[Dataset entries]
====

//! Read-only view of a plugin for the plugin list UI.

use serde::{Deserialize, Serialize};
use ts_rs::TS;

use g4_js_runtime::DebugMessage;

use crate::plugin::RunState;

/// Everything the plugin list needs to render one entry.
#[derive(Debug, Clone, PartialEq, Serialize, Deserialize, TS)]
#[serde(rename_all = "camelCase")]
#[ts(export)]
pub struct PluginSnapshot {
    /// Directory id, used for every operation on the plugin
    pub id: String,
    pub name: String,
    pub author: String,
    pub description: String,
    /// Absolute icon path
    pub icon: String,
    pub version: String,
    pub run_state: RunState,
    pub handler_count: usize,
    pub debug_messages: Vec<DebugMessage>,
}
//! Plugin Console
//!
//! Every message a plugin produces, whether through `plugin.log()` and friends
//! or through a captured exception, lands here. Messages are kept for later
//! inspection and emitted to the tracing sink at the same moment.

use std::cell::RefCell;
use std::fmt;
use std::rc::Rc;

use chrono::{DateTime, Utc};
use serde::{Deserialize, Serialize};
use ts_rs::TS;

/// Tracing target for plugin output.
pub const PLUGIN_LOG_TARGET: &str = "g4::plugin";

// ─────────────────────────────────────────────────────────────────────────────
// Messages
// ─────────────────────────────────────────────────────────────────────────────

/// Severity of a console message, one per `plugin.*` logging method.
#[derive(Debug, Clone, Copy, PartialEq, Eq, Serialize, Deserialize, TS)]
#[serde(rename_all = "lowercase")]
#[ts(export)]
pub enum Severity {
    Log,
    Info,
    Warn,
    Error,
}

impl Severity {
    pub fn as_str(self) -> &'static str {
        match self {
            Self::Log => "log",
            Self::Info => "info",
            Self::Warn => "warn",
            Self::Error => "error",
        }
    }
}

impl fmt::Display for Severity {
    fn fmt(&self, f: &mut fmt::Formatter<'_>) -> fmt::Result {
        f.write_str(self.as_str())
    }
}

/// A single console entry attributed to one plugin.
#[derive(Debug, Clone, PartialEq, Serialize, Deserialize, TS)]
#[serde(rename_all = "camelCase")]
#[ts(export)]
pub struct DebugMessage {
    pub plugin_id: String,
    pub timestamp: DateTime<Utc>,
    pub severity: Severity,
    pub text: String,
}

/// A failure raised by plugin code and contained at the plugin boundary.
#[derive(Debug, Clone, PartialEq, Eq)]
pub enum Fault {
    /// The script threw while its top-level code was evaluated.
    PluginCrashed,
    /// A handler threw while an event was dispatched to it.
    HandlerFailed { event_type: String },
}

impl fmt::Display for Fault {
    fn fmt(&self, f: &mut fmt::Formatter<'_>) -> fmt::Result {
        match self {
            Self::PluginCrashed => f.write_str("PluginCrashed"),
            Self::HandlerFailed { event_type } => write!(f, "HandlerFailed({event_type})"),
        }
    }
}

// ─────────────────────────────────────────────────────────────────────────────
// Debug Log
// ─────────────────────────────────────────────────────────────────────────────

/// Append-only console of a single plugin.
///
/// Cloning yields another handle to the same log. The plugin record keeps one
/// handle and the sandbox hands further clones to the `plugin.*` functions, so
/// the history outlives any one sandbox.
#[derive(Debug, Clone)]
pub struct DebugLog {
    plugin_id: Rc<str>,
    messages: Rc<RefCell<Vec<DebugMessage>>>,
}

impl DebugLog {
    pub fn new(plugin_id: impl Into<String>) -> Self {
        let plugin_id: String = plugin_id.into();
        Self {
            plugin_id: Rc::from(plugin_id),
            messages: Rc::new(RefCell::new(Vec::new())),
        }
    }

    pub fn plugin_id(&self) -> &str {
        &self.plugin_id
    }

    /// Append a message and surface it through tracing.
    pub fn record(&self, severity: Severity, text: impl Into<String>) {
        let message = DebugMessage {
            plugin_id: self.plugin_id.to_string(),
            timestamp: Utc::now(),
            severity,
            text: text.into(),
        };
        emit(&message);
        self.messages.borrow_mut().push(message);
    }

    /// Record a contained failure as an error entry.
    pub fn record_fault(&self, fault: &Fault, description: &str) {
        self.record(Severity::Error, format!("{fault}: {description}"));
    }

    /// Copy of every message recorded so far, oldest first.
    pub fn messages(&self) -> Vec<DebugMessage> {
        self.messages.borrow().clone()
    }

    pub fn len(&self) -> usize {
        self.messages.borrow().len()
    }

    pub fn is_empty(&self) -> bool {
        self.messages.borrow().is_empty()
    }
}

fn emit(message: &DebugMessage) {
    let id = message.plugin_id.as_str();
    match message.severity {
        Severity::Log | Severity::Info => {
            tracing::info!(target: PLUGIN_LOG_TARGET, plugin = %id, "[PLUGIN {}] {}", id, message.text)
        }
        Severity::Warn => {
            tracing::warn!(target: PLUGIN_LOG_TARGET, plugin = %id, "[PLUGIN {}] {}", id, message.text)
        }
        Severity::Error => {
            tracing::error!(target: PLUGIN_LOG_TARGET, plugin = %id, "[PLUGIN {}] {}", id, message.text)
        }
    }
}

#[cfg(test)]
mod tests {
    use super::*;

    #[test]
    fn test_record_appends_in_order() {
        let log = DebugLog::new("alpha");
        log.record(Severity::Log, "first");
        log.record(Severity::Warn, "second");

        let messages = log.messages();
        assert_eq!(messages.len(), 2);
        assert_eq!(messages[0].text, "first");
        assert_eq!(messages[0].severity, Severity::Log);
        assert_eq!(messages[1].severity, Severity::Warn);
        assert!(messages.iter().all(|m| m.plugin_id == "alpha"));
    }

    #[test]
    fn test_clones_share_history() {
        let log = DebugLog::new("alpha");
        let handle = log.clone();
        handle.record(Severity::Info, "from clone");
        assert_eq!(log.len(), 1);
    }

    #[test]
    fn test_record_fault_is_error() {
        let log = DebugLog::new("alpha");
        log.record_fault(
            &Fault::HandlerFailed {
                event_type: "tick".into(),
            },
            "Error: boom",
        );

        let messages = log.messages();
        assert_eq!(messages[0].severity, Severity::Error);
        assert_eq!(messages[0].text, "HandlerFailed(tick): Error: boom");
    }

    #[test]
    fn test_message_serializes_camel_case() {
        let log = DebugLog::new("alpha");
        log.record(Severity::Error, "bad");
        let json = serde_json::to_value(&log.messages()[0]).unwrap();
        assert_eq!(json["pluginId"], "alpha");
        assert_eq!(json["severity"], "error");
    }
}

====

YOUR INSTRUCTIONS: Write every entry out again, exactly as it stands.

ANSWER BOX:
//! Read-only view of a plugin for the plugin list UI.

use serde::{Deserialize, Serialize};
use ts_rs::TS;

use g4_js_runtime::DebugMessage;

use crate::plugin::RunState;

/// Everything the plugin list needs to render one entry.
#[derive(Debug, Clone, PartialEq, Serialize, Deserialize, TS)]
#[serde(rename_all = "camelCase")]
#[ts(export)]
pub struct PluginSnapshot {
    /// Directory id, used for every operation on the plugin
    pub id: String,
    pub name: String,
    pub author: String,
    pub description: String,
    /// Absolute icon path
    pub icon: String,
    pub version: String,
    pub run_state: RunState,
    pub handler_count: usize,
    pub debug_messages: Vec<DebugMessage>,
}
//! Plugin Console
//!
//! Every message a plugin produces, whether through `plugin.log()` and friends
//! or through a captured exception, lands here. Messages are kept for later
//! inspection and emitted to the tracing sink at the same moment.

use std::cell::RefCell;
use std::fmt;
use std::rc::Rc;

use chrono::{DateTime, Utc};
use serde::{Deserialize, Serialize};
use ts_rs::TS;

/// Tracing target for plugin output.
pub const PLUGIN_LOG_TARGET: &str = "g4::plugin";

// ─────────────────────────────────────────────────────────────────────────────
// Messages
// ─────────────────────────────────────────────────────────────────────────────

/// Severity of a console message, one per `plugin.*` logging method.
#[derive(Debug, Clone, Copy, PartialEq, Eq, Serialize, Deserialize, TS)]
#[serde(rename_all = "lowercase")]
#[ts(export)]
pub enum Severity {
    Log,
    Info,
    Warn,
    Error,
}

impl Severity {
    pub fn as_str(self) -> &'static str {
        match self {
            Self::Log => "log",
            Self::Info => "info",
            Self::Warn => "warn",
            Self::Error => "error",
        }
    }
}

impl fmt::Display for Severity {
    fn fmt(&self, f: &mut fmt::Formatter<'_>) -> fmt::Result {
        f.write_str(self.as_str())
    }
}

/// A single console entry attributed to one plugin.
#[derive(Debug, Clone, PartialEq, Serialize, Deserialize, TS)]
#[serde(rename_all = "camelCase")]
#[ts(export)]
pub struct DebugMessage {
    pub plugin_id: String,
    pub timestamp: DateTime<Utc>,
    pub severity: Severity,
    pub text: String,
}

/// A failure raised by plugin code and contained at the plugin boundary.
#[derive(Debug, Clone, PartialEq, Eq)]
pub enum Fault {
    /// The script threw while its top-level code was evaluated.
    PluginCrashed,
    /// A handler threw while an event was dispatched to it.
    HandlerFailed { event_type: String },
}

impl fmt::Display for Fault {
    fn fmt(&self, f: &mut fmt::Formatter<'_>) -> fmt::Result {
        match self {
            Self::PluginCrashed => f.write_str("PluginCrashed"),
            Self::HandlerFailed { event_type } => write!(f, "HandlerFailed({event_type})"),
        }
    }
}

// ─────────────────────────────────────────────────────────────────────────────
// Debug Log
// ─────────────────────────────────────────────────────────────────────────────

/// Append-only console of a single plugin.
///
/// Cloning yields another handle to the same log. The plugin record keeps one
/// handle and the sandbox hands further clones to the `plugin.*` functions, so
/// the history outlives any one sandbox.
#[derive(Debug, Clone)]
pub struct DebugLog {
    plugin_id: Rc<str>,
    messages: Rc<RefCell<Vec<DebugMessage>>>,
}

impl DebugLog {
    pub fn new(plugin_id: impl Into<String>) -> Self {
        let plugin_id: String = plugin_id.into();
        Self {
            plugin_id: Rc::from(plugin_id),
            messages: Rc::new(RefCell::new(Vec::new())),
        }
    }

    pub fn plugin_id(&self) -> &str {
        &self.plugin_id
    }

    /// Append a message and surface it through tracing.
    pub fn record(&self, severity: Severity, text: impl Into<String>) {
        let message = DebugMessage {
            plugin_id: self.plugin_id.to_string(),
            timestamp: Utc::now(),
            severity,
            text: text.into(),
        };
        emit(&message);
        self.messages.borrow_mut().push(message);
    }

    /// Record a contained failure as an error entry.
    pub fn record_fault(&self, fault: &Fault, description: &str) {
        self.record(Severity::Error, format!("{fault}: {description}"));
    }

    /// Copy of every message recorded so far, oldest first.
    pub fn messages(&self) -> Vec<DebugMessage> {
        self.messages.borrow().clone()
    }

    pub fn len(&self) -> usize {
        self.messages.borrow().len()
    }

    pub fn is_empty(&self) -> bool {
        self.messages.borrow().is_empty()
    }
}

fn emit(message: &DebugMessage) {
    let id = message.plugin_id.as_str();
    match message.severity {
        Severity::Log | Severity::Info => {
            tracing::info!(target: PLUGIN_LOG_TARGET, plugin = %id, "[PLUGIN {}] {}", id, message.text)
        }
        Severity::Warn => {
            tracing::warn!(target: PLUGIN_LOG_TARGET, plugin = %id, "[PLUGIN {}] {}", id, message.text)
        }
        Severity::Error => {
            tracing::error!(target: PLUGIN_LOG_TARGET, plugin = %id, "[PLUGIN {}] {}", id, message.text)
        }
    }
}

#[cfg(test)]
mod tests {
    use super::*;

    #[test]
    fn test_record_appends_in_order() {
        let log = DebugLog::new("alpha");
        log.record(Severity::Log, "first");
        log.record(Severity::Warn, "second");

        let messages = log.messages();
        assert_eq!(messages.len(), 2);
        assert_eq!(messages[0].text, "first");
        assert_eq!(messages[0].severity, Severity::Log);
        assert_eq!(messages[1].severity, Severity::Warn);
        assert!(messages.iter().all(|m| m.plugin_id == "alpha"));
    }

    #[test]
    fn test_clones_share_history() {
        let log = DebugLog::new("alpha");
        let handle = log.clone();
        handle.record(Severity::Info, "from clone");
        assert_eq!(log.len(), 1);
    }

    #[test]
    fn test_record_fault_is_error() {
        let log = DebugLog::new("alpha");
        log.record_fault(
            &Fault::HandlerFailed {
                event_type: "tick".into(),
            },
            "Error: boom",
        );

        let messages = log.messages();
        assert_eq!(messages[0].severity, Severity::Error);
        assert_eq!(messages[0].text, "HandlerFailed(tick): Error: boom");
    }

    #[test]
    fn test_message_serializes_camel_case() {
        let log = DebugLog::new("alpha");
        log.record(Severity::Error, "bad");
        let json = serde_json::to_value(&log.messages()[0]).unwrap();
        assert_eq!(json["pluginId"], "alpha");
        assert_eq!(json["severity"], "error");
    }
}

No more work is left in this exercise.